(THE RECORDS)
Start of Block

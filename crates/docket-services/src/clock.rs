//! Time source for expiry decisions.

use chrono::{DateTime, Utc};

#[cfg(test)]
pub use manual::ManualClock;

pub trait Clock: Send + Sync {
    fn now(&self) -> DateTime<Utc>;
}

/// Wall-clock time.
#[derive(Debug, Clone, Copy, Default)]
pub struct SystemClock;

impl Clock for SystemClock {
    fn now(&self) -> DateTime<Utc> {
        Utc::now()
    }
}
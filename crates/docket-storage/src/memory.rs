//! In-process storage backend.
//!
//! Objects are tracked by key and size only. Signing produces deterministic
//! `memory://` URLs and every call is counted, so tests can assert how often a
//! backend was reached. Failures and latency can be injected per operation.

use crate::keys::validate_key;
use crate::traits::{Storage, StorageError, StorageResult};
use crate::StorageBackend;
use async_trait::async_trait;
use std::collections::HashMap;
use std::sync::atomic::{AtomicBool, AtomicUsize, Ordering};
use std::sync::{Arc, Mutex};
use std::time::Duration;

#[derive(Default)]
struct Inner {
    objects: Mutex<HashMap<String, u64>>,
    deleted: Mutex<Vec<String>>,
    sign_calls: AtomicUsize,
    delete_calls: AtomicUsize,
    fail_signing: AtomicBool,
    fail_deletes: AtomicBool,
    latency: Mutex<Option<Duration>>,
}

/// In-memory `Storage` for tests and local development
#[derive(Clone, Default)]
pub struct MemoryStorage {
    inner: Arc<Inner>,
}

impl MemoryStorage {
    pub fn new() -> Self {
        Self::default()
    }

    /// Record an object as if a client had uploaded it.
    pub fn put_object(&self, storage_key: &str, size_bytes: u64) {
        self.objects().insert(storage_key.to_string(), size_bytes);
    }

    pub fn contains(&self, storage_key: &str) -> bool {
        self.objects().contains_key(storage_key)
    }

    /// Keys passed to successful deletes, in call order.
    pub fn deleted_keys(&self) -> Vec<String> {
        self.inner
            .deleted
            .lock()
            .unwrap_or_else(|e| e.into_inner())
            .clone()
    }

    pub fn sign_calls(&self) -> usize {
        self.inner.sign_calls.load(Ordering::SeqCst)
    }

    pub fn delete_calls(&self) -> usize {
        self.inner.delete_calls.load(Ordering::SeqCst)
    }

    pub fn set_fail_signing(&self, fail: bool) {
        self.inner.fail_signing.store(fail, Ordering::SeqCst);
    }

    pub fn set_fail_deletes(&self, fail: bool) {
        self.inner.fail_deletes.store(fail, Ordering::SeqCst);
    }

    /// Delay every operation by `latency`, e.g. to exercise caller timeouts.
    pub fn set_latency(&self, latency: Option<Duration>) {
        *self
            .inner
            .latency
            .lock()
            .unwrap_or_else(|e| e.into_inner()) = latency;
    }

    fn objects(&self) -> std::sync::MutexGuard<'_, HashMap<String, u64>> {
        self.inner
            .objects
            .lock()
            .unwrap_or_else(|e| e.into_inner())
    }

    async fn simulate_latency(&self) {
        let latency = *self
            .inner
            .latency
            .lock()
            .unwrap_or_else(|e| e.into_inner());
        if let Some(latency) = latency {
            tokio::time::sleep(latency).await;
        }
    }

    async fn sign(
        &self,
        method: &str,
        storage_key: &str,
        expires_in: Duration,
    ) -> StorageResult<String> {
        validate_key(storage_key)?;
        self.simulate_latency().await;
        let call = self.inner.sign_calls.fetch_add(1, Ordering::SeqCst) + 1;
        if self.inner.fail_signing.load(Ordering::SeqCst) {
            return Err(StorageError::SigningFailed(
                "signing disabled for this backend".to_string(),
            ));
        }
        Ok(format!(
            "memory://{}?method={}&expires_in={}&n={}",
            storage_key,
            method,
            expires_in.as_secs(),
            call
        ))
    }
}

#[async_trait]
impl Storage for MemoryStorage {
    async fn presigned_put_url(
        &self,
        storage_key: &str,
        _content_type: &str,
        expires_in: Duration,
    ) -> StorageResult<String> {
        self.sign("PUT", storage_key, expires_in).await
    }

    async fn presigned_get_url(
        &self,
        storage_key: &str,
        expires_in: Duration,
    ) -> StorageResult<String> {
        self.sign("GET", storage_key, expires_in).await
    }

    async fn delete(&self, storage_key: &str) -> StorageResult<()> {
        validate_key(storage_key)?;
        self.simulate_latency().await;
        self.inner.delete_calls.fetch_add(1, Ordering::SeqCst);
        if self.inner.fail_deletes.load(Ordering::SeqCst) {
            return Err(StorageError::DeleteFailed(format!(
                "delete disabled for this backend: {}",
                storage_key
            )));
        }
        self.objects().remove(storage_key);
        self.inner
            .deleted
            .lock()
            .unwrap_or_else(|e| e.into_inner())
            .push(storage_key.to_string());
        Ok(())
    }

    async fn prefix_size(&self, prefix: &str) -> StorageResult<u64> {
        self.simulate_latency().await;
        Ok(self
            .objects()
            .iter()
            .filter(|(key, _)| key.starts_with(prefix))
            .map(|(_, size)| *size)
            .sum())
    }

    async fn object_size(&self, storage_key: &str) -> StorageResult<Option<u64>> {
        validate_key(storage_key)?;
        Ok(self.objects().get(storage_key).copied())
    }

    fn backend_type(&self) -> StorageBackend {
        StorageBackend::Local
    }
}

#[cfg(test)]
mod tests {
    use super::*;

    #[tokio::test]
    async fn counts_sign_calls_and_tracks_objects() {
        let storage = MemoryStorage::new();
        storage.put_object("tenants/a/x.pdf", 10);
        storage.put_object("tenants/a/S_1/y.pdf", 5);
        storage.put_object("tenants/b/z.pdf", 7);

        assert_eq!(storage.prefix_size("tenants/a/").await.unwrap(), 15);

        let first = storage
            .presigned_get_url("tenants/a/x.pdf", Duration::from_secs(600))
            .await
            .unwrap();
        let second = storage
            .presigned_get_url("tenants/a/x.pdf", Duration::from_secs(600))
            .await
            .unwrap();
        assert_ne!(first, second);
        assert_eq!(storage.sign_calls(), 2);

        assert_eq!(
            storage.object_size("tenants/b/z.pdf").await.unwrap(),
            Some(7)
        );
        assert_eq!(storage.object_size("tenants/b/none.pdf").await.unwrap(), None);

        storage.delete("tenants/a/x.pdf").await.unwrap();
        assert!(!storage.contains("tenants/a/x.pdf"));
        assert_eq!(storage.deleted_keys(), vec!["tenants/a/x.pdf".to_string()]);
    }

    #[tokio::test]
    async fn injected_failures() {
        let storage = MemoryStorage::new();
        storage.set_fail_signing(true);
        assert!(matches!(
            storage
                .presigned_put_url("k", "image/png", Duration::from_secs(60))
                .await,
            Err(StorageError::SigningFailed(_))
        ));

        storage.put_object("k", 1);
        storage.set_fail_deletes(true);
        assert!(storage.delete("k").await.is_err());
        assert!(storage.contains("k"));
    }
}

End of Block

(THE TASK)
From the records above, give again exactly the lines running from the line with "fn now(&self) -> DateTime<Utc>;" to the line with "pub fn set_fail_deletes(&self, fail: bool)", inclusive.

(OUTPUT FOR THIS TASK)
    fn now(&self) -> DateTime<Utc>;
}

/// Wall-clock time.
#[derive(Debug, Clone, Copy, Default)]
pub struct SystemClock;

impl Clock for SystemClock {
    fn now(&self) -> DateTime<Utc> {
        Utc::now()
    }
}
filename crates/docket-storage/src/memory.rs
//! In-process storage backend.
//!
//! Objects are tracked by key and size only. Signing produces deterministic
//! `memory://` URLs and every call is counted, so tests can assert how often a
//! backend was reached. Failures and latency can be injected per operation.

use crate::keys::validate_key;
use crate::traits::{Storage, StorageError, StorageResult};
use crate::StorageBackend;
use async_trait::async_trait;
use std::collections::HashMap;
use std::sync::atomic::{AtomicBool, AtomicUsize, Ordering};
use std::sync::{Arc, Mutex};
use std::time::Duration;

#[derive(Default)]
struct Inner {
    objects: Mutex<HashMap<String, u64>>,
    deleted: Mutex<Vec<String>>,
    sign_calls: AtomicUsize,
    delete_calls: AtomicUsize,
    fail_signing: AtomicBool,
    fail_deletes: AtomicBool,
    latency: Mutex<Option<Duration>>,
}

/// In-memory `Storage` for tests and local development
#[derive(Clone, Default)]
pub struct MemoryStorage {
    inner: Arc<Inner>,
}

impl MemoryStorage {
    pub fn new() -> Self {
        Self::default()
    }

    /// Record an object as if a client had uploaded it.
    pub fn put_object(&self, storage_key: &str, size_bytes: u64) {
        self.objects().insert(storage_key.to_string(), size_bytes);
    }

    pub fn contains(&self, storage_key: &str) -> bool {
        self.objects().contains_key(storage_key)
    }

    /// Keys passed to successful deletes, in call order.
    pub fn deleted_keys(&self) -> Vec<String> {
        self.inner
            .deleted
            .lock()
            .unwrap_or_else(|e| e.into_inner())
            .clone()
    }

    pub fn sign_calls(&self) -> usize {
        self.inner.sign_calls.load(Ordering::SeqCst)
    }

    pub fn delete_calls(&self) -> usize {
        self.inner.delete_calls.load(Ordering::SeqCst)
    }

    pub fn set_fail_signing(&self, fail: bool) {
        self.inner.fail_signing.store(fail, Ordering::SeqCst);
    }

    pub fn set_fail_deletes(&self, fail: bool) {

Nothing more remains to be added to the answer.